Aim of the task: The entries shown below are to be printed in full, unaltered.

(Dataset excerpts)
══════

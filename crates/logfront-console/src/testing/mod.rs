//! Testing utilities for logfront status output
//!
//! Provides `TestStatus` for capturing and asserting on status lines in tests.

mod test_status;

pub use test_status::TestStatus;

══════

Result of the task:
filename crates/logfront-console/src/testing/mod.rs
//! Testing utilities for logfront status output
//!
//! Provides `TestStatus` for capturing and asserting on status lines in tests.

mod test_status;

pub use test_status::TestStatus;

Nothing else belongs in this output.